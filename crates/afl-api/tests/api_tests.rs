//! API Integration Tests
//!
//! Every test drives the full router against the in-memory store.
//!
//! Author: hephaex@gmail.com

use afl_api::{create_router, AppState};
use afl_core::{AppConfig, UserRole};
use afl_store::MemoryStore;
use axum::{
    body::Body,
    http::{header, Request, StatusCode},
    Router,
};
use serde_json::{json, Value};
use std::sync::Arc;
use std::time::{SystemTime, UNIX_EPOCH};
use tower::ServiceExt;

fn test_config() -> AppConfig {
    let mut config = AppConfig::default();
    config.auth.jwt_secret = "integration-secret".to_string();
    config.auth.hash_memory_kib = 4096;
    config.auth.hash_iterations = 1;
    config.auth.hash_parallelism = 1;
    config.rate_limit.enabled = false;
    config
}

fn test_app_with(config: AppConfig) -> (Router, Arc<AppState>, Arc<MemoryStore>) {
    let store = Arc::new(MemoryStore::new());
    let state = Arc::new(AppState::new(config, store.clone()).unwrap());
    (create_router(state.clone()), state, store)
}

fn test_app() -> (Router, Arc<AppState>, Arc<MemoryStore>) {
    test_app_with(test_config())
}

/// Helper to create a test request
fn create_json_request(method: &str, uri: &str, body: Option<Value>) -> Request<Body> {
    let builder = Request::builder()
        .method(method)
        .uri(uri)
        .header("Content-Type", "application/json");

    match body {
        Some(json_body) => builder
            .body(Body::from(serde_json::to_string(&json_body).unwrap()))
            .unwrap(),
        None => builder.body(Body::empty()).unwrap(),
    }
}

fn authorized_request(uri: &str, token: &str, body: Value) -> Request<Body> {
    Request::builder()
        .method("POST")
        .uri(uri)
        .header("Content-Type", "application/json")
        .header(header::AUTHORIZATION, format!("Bearer {token}"))
        .body(Body::from(serde_json::to_string(&body).unwrap()))
        .unwrap()
}

async fn send(app: &Router, request: Request<Body>) -> (StatusCode, Value) {
    let response = app.clone().oneshot(request).await.unwrap();
    let status = response.status();
    let bytes = axum::body::to_bytes(response.into_body(), usize::MAX)
        .await
        .unwrap();
    let json = if bytes.is_empty() {
        Value::Null
    } else {
        serde_json::from_slice(&bytes).unwrap()
    };
    (status, json)
}

async fn register(app: &Router, email: &str) -> (StatusCode, Value) {
    send(
        app,
        create_json_request(
            "POST",
            "/register",
            Some(json!({ "name": "Ada", "email": email, "password": "secret1" })),
        ),
    )
    .await
}

async fn login_token(app: &Router, email: &str) -> String {
    let (status, json) = send(
        app,
        create_json_request(
            "POST",
            "/login",
            Some(json!({ "email": email, "password": "secret1" })),
        ),
    )
    .await;
    assert_eq!(status, StatusCode::OK);
    json["token"].as_str().unwrap().to_string()
}

async fn create_platform(app: &Router, token: &str) -> String {
    let (status, json) = send(
        app,
        authorized_request(
            "/platform",
            token,
            json!({
                "name": "ShopLink",
                "description": "Outdoor gear",
                "niches": ["outdoor", "camping", "outdoor"],
                "commissionRate": 7.5,
                "apiUrl": "https://api.shoplink.example.com"
            }),
        ),
    )
    .await;
    assert_eq!(status, StatusCode::CREATED);
    json["id"].as_str().unwrap().to_string()
}

// =============================================================================
// Registration and Login Tests
// =============================================================================

#[tokio::test]
async fn test_register_success() {
    let (app, _, _) = test_app();

    let (status, json) = register(&app, "ada@example.com").await;

    assert_eq!(status, StatusCode::CREATED);
    assert_eq!(json["message"], "User registered successfully");
    assert!(json["id"].is_string());
}

#[tokio::test]
async fn test_register_duplicate_email_conflicts() {
    let (app, _, _) = test_app();
    register(&app, "ada@example.com").await;

    let (status, json) = register(&app, "Ada@Example.com").await;

    assert_eq!(status, StatusCode::CONFLICT);
    assert_eq!(json["success"], false);
    assert_eq!(json["message"], "User already exists");
}

#[tokio::test]
async fn test_register_empty_body_lists_all_violations_in_order() {
    let (app, _, _) = test_app();

    let (status, json) = send(
        &app,
        create_json_request("POST", "/register", Some(json!({}))),
    )
    .await;

    assert_eq!(status, StatusCode::BAD_REQUEST);
    let errors = json["errors"].as_array().unwrap();
    let fields: Vec<&str> = errors
        .iter()
        .map(|e| e["field"].as_str().unwrap())
        .collect();
    assert_eq!(fields, vec!["name", "email", "password"]);
    assert_eq!(errors[0]["message"], "Name is required");
}

#[tokio::test]
async fn test_register_malformed_json() {
    let (app, _, _) = test_app();

    let request = Request::builder()
        .method("POST")
        .uri("/register")
        .header("Content-Type", "application/json")
        .body(Body::from("{ not json"))
        .unwrap();
    let (status, json) = send(&app, request).await;

    assert_eq!(status, StatusCode::BAD_REQUEST);
    assert_eq!(json["success"], false);
}

#[tokio::test]
async fn test_login_returns_token_with_identity() {
    let (app, state, _) = test_app();
    let (_, registered) = register(&app, "ada@example.com").await;

    let token = login_token(&app, "ada@example.com").await;
    let identity = state.tokens.verify(&token).unwrap();

    assert_eq!(identity.user_id.to_string(), registered["id"].as_str().unwrap());
    assert_eq!(identity.role, UserRole::User);
}

#[tokio::test]
async fn test_login_failures_are_identical() {
    let (app, _, _) = test_app();
    register(&app, "ada@example.com").await;

    let unknown = send(
        &app,
        create_json_request(
            "POST",
            "/login",
            Some(json!({ "email": "nobody@example.com", "password": "secret1" })),
        ),
    )
    .await;
    let wrong = send(
        &app,
        create_json_request(
            "POST",
            "/login",
            Some(json!({ "email": "ada@example.com", "password": "not-it" })),
        ),
    )
    .await;

    assert_eq!(unknown.0, StatusCode::BAD_REQUEST);
    assert_eq!(unknown, wrong);
    assert_eq!(unknown.1["message"], "Invalid email or password");
}

// =============================================================================
// Auth Gate Tests
// =============================================================================

#[tokio::test]
async fn test_platform_without_token_is_unauthorized() {
    let (app, _, _) = test_app();

    let (status, json) = send(
        &app,
        create_json_request("POST", "/platform", Some(json!({ "name": "ShopLink" }))),
    )
    .await;

    assert_eq!(status, StatusCode::UNAUTHORIZED);
    assert_eq!(json["message"], "Access denied. No token provided.");
}

#[tokio::test]
async fn test_affiliate_without_token_is_unauthorized() {
    let (app, _, store) = test_app();

    let (status, json) = send(
        &app,
        create_json_request(
            "POST",
            "/affiliate",
            Some(json!({
                "url": "https://example.com",
                "platformId": uuid::Uuid::new_v4().to_string()
            })),
        ),
    )
    .await;

    assert_eq!(status, StatusCode::UNAUTHORIZED);
    assert_eq!(json["message"], "Access denied. No token provided.");
    assert_eq!(store.link_count().await, 0);
}

#[tokio::test]
async fn test_affiliate_with_expired_token_is_bad_request() {
    let (app, state, _) = test_app();
    let (_, registered) = register(&app, "ada@example.com").await;

    let now = SystemTime::now()
        .duration_since(UNIX_EPOCH)
        .unwrap()
        .as_secs();
    let identity = afl_api::auth::Identity {
        user_id: registered["id"].as_str().unwrap().parse().unwrap(),
        role: UserRole::User,
    };
    let expired = state.tokens.issue_at(&identity, now - 2 * 3600).unwrap();

    let (status, json) = send(
        &app,
        authorized_request(
            "/affiliate",
            &expired,
            json!({ "url": "https://example.com", "platformId": "x" }),
        ),
    )
    .await;

    assert_eq!(status, StatusCode::BAD_REQUEST);
    assert_eq!(json["message"], "Invalid token.");
}

// =============================================================================
// Platform and Affiliate Link Tests
// =============================================================================

#[tokio::test]
async fn test_create_platform() {
    let (app, _, store) = test_app();
    register(&app, "ada@example.com").await;
    let token = login_token(&app, "ada@example.com").await;

    let id = create_platform(&app, &token).await;

    let platform = store
        .get_platform(uuid::Uuid::parse_str(&id).unwrap())
        .await
        .unwrap();
    assert_eq!(platform.name, "ShopLink");
    assert_eq!(platform.niches, vec!["outdoor", "camping"]);
    assert_eq!(platform.commission_rate, 7.5);
    assert_eq!(store.platform_count().await, 1);
}

#[tokio::test]
async fn test_create_platform_requires_name() {
    let (app, _, _) = test_app();
    register(&app, "ada@example.com").await;
    let token = login_token(&app, "ada@example.com").await;

    let (status, json) = send(
        &app,
        authorized_request("/platform", &token, json!({ "description": "no name" })),
    )
    .await;

    assert_eq!(status, StatusCode::BAD_REQUEST);
    assert_eq!(json["errors"][0]["field"], "name");
    assert_eq!(json["errors"][0]["message"], "Platform name is required");
}

#[tokio::test]
async fn test_affiliate_link_flow() {
    let (app, _, store) = test_app();
    register(&app, "ada@example.com").await;
    let token = login_token(&app, "ada@example.com").await;
    let platform_id = create_platform(&app, &token).await;

    let (status, json) = send(
        &app,
        authorized_request(
            "/affiliate",
            &token,
            json!({ "url": "https://shop.example.com/p/1?ref=ada", "platformId": platform_id }),
        ),
    )
    .await;

    assert_eq!(status, StatusCode::CREATED);
    assert_eq!(json["message"], "Affiliate link created successfully");

    let link = store
        .get_link(json["id"].as_str().unwrap().parse().unwrap())
        .await
        .unwrap();
    assert_eq!(link.platform_id.to_string(), platform_id);
    assert_eq!(store.link_count().await, 1);
}

#[tokio::test]
async fn test_affiliate_link_malformed_url() {
    let (app, _, store) = test_app();
    register(&app, "ada@example.com").await;
    let token = login_token(&app, "ada@example.com").await;
    let platform_id = create_platform(&app, &token).await;

    let (status, json) = send(
        &app,
        authorized_request(
            "/affiliate",
            &token,
            json!({ "url": "shop.example.com/p 1", "platformId": platform_id }),
        ),
    )
    .await;

    assert_eq!(status, StatusCode::BAD_REQUEST);
    assert_eq!(json["errors"][0]["field"], "url");
    assert_eq!(store.link_count().await, 0);
}

#[tokio::test]
async fn test_affiliate_link_reports_every_bad_field() {
    let (app, _, store) = test_app();
    register(&app, "ada@example.com").await;
    let token = login_token(&app, "ada@example.com").await;

    let (status, json) = send(
        &app,
        authorized_request(
            "/affiliate",
            &token,
            json!({ "url": "not-a-url", "platformId": "not-a-uuid" }),
        ),
    )
    .await;

    assert_eq!(status, StatusCode::BAD_REQUEST);
    assert_eq!(
        json["errors"],
        json!([
            { "field": "url", "message": "Please include a valid URL" },
            { "field": "platformId", "message": "Platform id must be a valid id" }
        ])
    );
    assert_eq!(store.link_count().await, 0);
}

#[tokio::test]
async fn test_affiliate_link_non_uuid_platform() {
    let (app, _, _) = test_app();
    register(&app, "ada@example.com").await;
    let token = login_token(&app, "ada@example.com").await;

    let (status, json) = send(
        &app,
        authorized_request(
            "/affiliate",
            &token,
            json!({ "url": "https://example.com", "platformId": "not-a-uuid" }),
        ),
    )
    .await;

    assert_eq!(status, StatusCode::BAD_REQUEST);
    assert_eq!(json["errors"][0]["field"], "platformId");
}

#[tokio::test]
async fn test_affiliate_link_unknown_platform() {
    let (app, _, store) = test_app();
    register(&app, "ada@example.com").await;
    let token = login_token(&app, "ada@example.com").await;

    let (status, json) = send(
        &app,
        authorized_request(
            "/affiliate",
            &token,
            json!({
                "url": "https://example.com",
                "platformId": uuid::Uuid::new_v4().to_string()
            }),
        ),
    )
    .await;

    assert_eq!(status, StatusCode::UNPROCESSABLE_ENTITY);
    assert_eq!(json["message"], "Platform not found");
    assert_eq!(store.link_count().await, 0);
}

// =============================================================================
// Health, Docs and Middleware Tests
// =============================================================================

#[tokio::test]
async fn test_health_check() {
    let (app, _, _) = test_app();

    let (status, json) = send(
        &app,
        Request::builder().uri("/health").body(Body::empty()).unwrap(),
    )
    .await;

    assert_eq!(status, StatusCode::OK);
    assert_eq!(json["status"], "ok");
    assert_eq!(json["store"], "memory");
    assert!(json["version"].is_string());
}

#[tokio::test]
async fn test_openapi_document_served() {
    let (app, _, _) = test_app();

    let (status, json) = send(
        &app,
        Request::builder()
            .uri("/api-docs/openapi.json")
            .body(Body::empty())
            .unwrap(),
    )
    .await;

    assert_eq!(status, StatusCode::OK);
    assert!(json["paths"]["/register"].is_object());
    assert!(json["components"]["securitySchemes"]["bearer_auth"].is_object());
}

#[tokio::test]
async fn test_security_headers_on_api_responses() {
    let (app, _, _) = test_app();

    let response = app
        .oneshot(create_json_request("POST", "/login", Some(json!({}))))
        .await
        .unwrap();

    let headers = response.headers();
    assert_eq!(headers[header::X_CONTENT_TYPE_OPTIONS], "nosniff");
    assert_eq!(headers[header::X_FRAME_OPTIONS], "DENY");
    assert!(headers.contains_key(header::STRICT_TRANSPORT_SECURITY));
}

#[tokio::test]
async fn test_rate_limit_per_client() {
    let mut config = test_config();
    config.rate_limit.enabled = true;
    config.rate_limit.max_requests = 2;
    config.rate_limit.window_secs = 900;
    config.server.trust_proxy_headers = true;
    let (app, _, _) = test_app_with(config);

    let health = |ip: &str| {
        Request::builder()
            .uri("/health")
            .header("x-forwarded-for", ip)
            .body(Body::empty())
            .unwrap()
    };

    for _ in 0..2 {
        let response = app.clone().oneshot(health("198.51.100.7")).await.unwrap();
        assert_eq!(response.status(), StatusCode::OK);
    }

    let blocked = app.clone().oneshot(health("198.51.100.7")).await.unwrap();
    assert_eq!(blocked.status(), StatusCode::TOO_MANY_REQUESTS);
    assert!(blocked.headers().contains_key(header::RETRY_AFTER));
    assert!(blocked
        .headers()
        .contains_key(header::X_CONTENT_TYPE_OPTIONS));

    let other = app.clone().oneshot(health("198.51.100.8")).await.unwrap();
    assert_eq!(other.status(), StatusCode::OK);
}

**********

> **Action item**
Would you please return every line in the listing where "true" shows up?

> **The completed task**
    config.rate_limit.enabled = true;
    config.server.trust_proxy_headers = true;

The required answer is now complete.